In [17], the authors proposed a feature selection method based on Ant Colony Optimization (ACO) and Genetic Algorithm(GA). The method includes two main models visibility density and pheromone density models. In this approach, each feature is modeled as a binary bit, and each bit has two orientations for selecting and deselecting. In the experimental result, the scheme was compared with other evolutionary algorithms. The results prove the performance of the optimization algorithm for solving the feature selection problems.
In another work, [5], a novel feature selection scheme was proposed based on genetic programming. In detail, a permutation strategy was employed to select features for high-dimensional
symbolic regression. The regression result proved the method's efficiency compared to other traditional schemes by considering truly relevant features.
In [21], a novel unsupervised feature selection method was proposed based on Particle Swarm Optimization(PSO). In this way, two filter-based strategies were presented to speed up the convergence of the algorithm. The first filter was based on average mutual information, and the second one is based on feature redundancy. The first is employed to remove irrelevant and weakly relevant features; The second is applied to improve the exploitation capability of the swarm. The experimental results illustrated the effectiveness of classification accuracy by reducing the number of features.
In [6], for the first time, the ensemble feature selection is modeled as a Multi-Criteria Decision-Making (MCDM) process. used the VIKOR method to rank the features based on the evaluation of several feature selection methods as different decision-making criteria. Their proposed method first obtains a decision matrix using the ranks of every feature according to various rankers. The VIKOR approach is then used to assign a score to each feature based on the decision matrix. Finally, a rank vector for the features generates an output in which the user can select a desired number of features.
1.2 Key contributions
As discussed, one of the main solutions to compress the dataset is record reduction. In this work, one (or more) window is considered as background; In this way, we face the activity of the user which appear in the different time window. In detail, a wight is chosen for each time window. the smaller weights are considered for distant time windows. On the contrary, near time windows, the bigger weights are selected for them. Afterward, the attention mechanism can manage the whole proposed by setting them in universal windows. The main idea of the attention mechanism is learning to set accurate weights to the set of features; These updates are done to prove the corresponded feature for the desired task has crucial information. Finally, the technique calculates the matter of each click for each user and yields the results with the system to present the priority and interest of users.

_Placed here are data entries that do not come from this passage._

//! Engine parameters: the severity table plus the scheduler and concurrency knobs.
//!
//! Loaded from the `[engine]` table of the node configuration; every field has
//! a default so a partial table is valid.

use crate::error::TypeError;
use crate::issue::Severity;
use serde::{Deserialize, Serialize};

const HOUR: u64 = 3600;
const DAY: u64 = 24 * HOUR;

/// Defaults applied to a new issue of a given severity.
#[derive(Clone, Copy, Debug, PartialEq, Serialize, Deserialize)]
pub struct SeverityProfile {
    /// Yes-votes needed to move from `active` to `verified`.
    pub threshold: u32,
    /// Initial geofence radius in meters.
    pub radius_meters: f64,
    /// Length of each expiry window (initial and after every repost).
    pub window_secs: u64,
}

/// How critical issues reach `verified`.
#[derive(Clone, Copy, Debug, PartialEq, Eq, Serialize, Deserialize)]
#[serde(rename_all = "snake_case")]
pub enum CriticalPolicy {
    /// Verified at creation, no votes needed.
    Immediate,
    /// Verified on the first yes-vote from someone other than the reporter.
    FirstCorroboration,
}

#[derive(Clone, Debug, PartialEq, Serialize, Deserialize)]
#[serde(default)]
pub struct EngineParams {
    // ── Severity table ───────────────────────────────────────────────────
    pub critical: SeverityProfile,
    pub high: SeverityProfile,
    pub medium: SeverityProfile,
    pub low: SeverityProfile,

    // ── Repost ───────────────────────────────────────────────────────────
    /// Reposting stops once the radius reaches this value.
    pub max_radius_meters: f64,
    /// Radius multiplier applied on each repost (clamped to the maximum).
    pub radius_expansion_factor: f64,

    // ── Escalation ───────────────────────────────────────────────────────
    /// Re-escalations of an unacknowledged verified issue before it expires.
    pub max_escalations: u32,

    // ── Concurrency ──────────────────────────────────────────────────────
    /// Extra attempts after a lost optimistic write before surfacing
    /// `PersistenceConflict`.
    pub max_conflict_retries: u32,

    // ── Reporter rules ───────────────────────────────────────────────────
    /// Record the reporter's own report as an implicit yes-vote.
    pub count_reporter_corroboration: bool,
    /// Let reporters vote on their own issues.
    pub allow_reporter_vote: bool,
    pub critical_policy: CriticalPolicy,
}

impl EngineParams {
    pub fn profile(&self, severity: Severity) -> &SeverityProfile {
        match severity {
            Severity::Critical => &self.critical,
            Severity::High => &self.high,
            Severity::Medium => &self.medium,
            Severity::Low => &self.low,
        }
    }

    /// Reject parameter sets the engine cannot honour.
    pub fn validate(&self) -> Result<(), TypeError> {
        let invalid = |msg: String| Err(TypeError::InvalidParams(msg));
        // NaN would make every "below the cap" comparison false.
        if !(self.max_radius_meters.is_finite() && self.max_radius_meters > 0.0) {
            return invalid("max_radius_meters must be positive".into());
        }
        for severity in Severity::ALL {
            let p = self.profile(*severity);
            if p.threshold == 0 {
                return invalid(format!("{severity} threshold must be at least 1"));
            }
            if p.window_secs == 0 {
                return invalid(format!("{severity} window must be at least 1 second"));
            }
            if !(p.radius_meters.is_finite() && p.radius_meters > 0.0) {
                return invalid(format!("{severity} radius must be positive"));
            }
            if p.radius_meters > self.max_radius_meters {
                return invalid(format!("{severity} radius exceeds max_radius_meters"));
            }
        }
        if !(self.radius_expansion_factor.is_finite() && self.radius_expansion_factor > 1.0) {
            return invalid("radius_expansion_factor must be greater than 1".into());
        }
        Ok(())
    }
}

impl Default for EngineParams {
    fn default() -> Self {
        Self {
            critical: SeverityProfile {
                threshold: 1,
                radius_meters: 500.0,
                window_secs: HOUR,
            },
            high: SeverityProfile {
                threshold: 5,
                radius_meters: 1_000.0,
                window_secs: DAY,
            },
            medium: SeverityProfile {
                threshold: 10,
                radius_meters: 1_000.0,
                window_secs: 3 * DAY,
            },
            low: SeverityProfile {
                threshold: 15,
                radius_meters: 2_000.0,
                window_secs: 7 * DAY,
            },
            max_radius_meters: 8_000.0,
            radius_expansion_factor: 1.5,
            max_escalations: 3,
            max_conflict_retries: 3,
            count_reporter_corroboration: false,
            allow_reporter_vote: false,
            critical_policy: CriticalPolicy::Immediate,
        }
    }
}

#[cfg(test)]
mod tests {
    use super::*;

    #[test]
    fn defaults_match_severity_table() {
        let params = EngineParams::default();
        assert_eq!(params.profile(Severity::High).threshold, 5);
        assert_eq!(params.profile(Severity::Medium).threshold, 10);
        assert_eq!(params.profile(Severity::Low).threshold, 15);
        assert_eq!(params.profile(Severity::High).window_secs, 24 * 3600);
        assert_eq!(params.profile(Severity::Medium).window_secs, 3 * 24 * 3600);
        assert_eq!(params.profile(Severity::Low).window_secs, 7 * 24 * 3600);
        assert!(params.validate().is_ok());
    }

    #[test]
    fn zero_threshold_rejected() {
        let mut params = EngineParams::default();
        params.low.threshold = 0;
        assert!(matches!(params.validate(), Err(TypeError::InvalidParams(_))));
    }

    #[test]
    fn unusable_max_radius_rejected() {
        for max in [f64::NAN, f64::INFINITY, 0.0, -1.0] {
            let params = EngineParams {
                max_radius_meters: max,
                ..EngineParams::default()
            };
            assert!(
                matches!(params.validate(), Err(TypeError::InvalidParams(_))),
                "accepted max radius {max}"
            );
        }
    }

    #[test]
    fn zero_window_rejected() {
        let mut params = EngineParams::default();
        params.high.window_secs = 0;
        assert!(matches!(params.validate(), Err(TypeError::InvalidParams(_))));
    }

    #[test]
    fn non_expanding_factor_rejected() {
        let mut params = EngineParams::default();
        params.radius_expansion_factor = 1.0;
        assert!(params.validate().is_err());
    }
}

Generally, the significant properties of the proposed method are listed below:
- In contrary to clustering techniques that ignore the least repetitive, the whole record that carries the user's activity during the lifetime is maintained.
- To improve the performance of recommender systems, the dynamic values are considered for the user's behavior based on the happened time.
- The performance of the neural network is boosted by decreasing the number of windows.
- the compression operation is employed in both record and feature levels.
- amount of data compression in the row level depends on the selected time window length
Road map
The rest of this paper is organized as follows: The details of the proposed method are described in Section 3. The experimental results, analysis, and performance comparison are given in Section 4. Finally, the conclusions and future scope are shown in Section 5.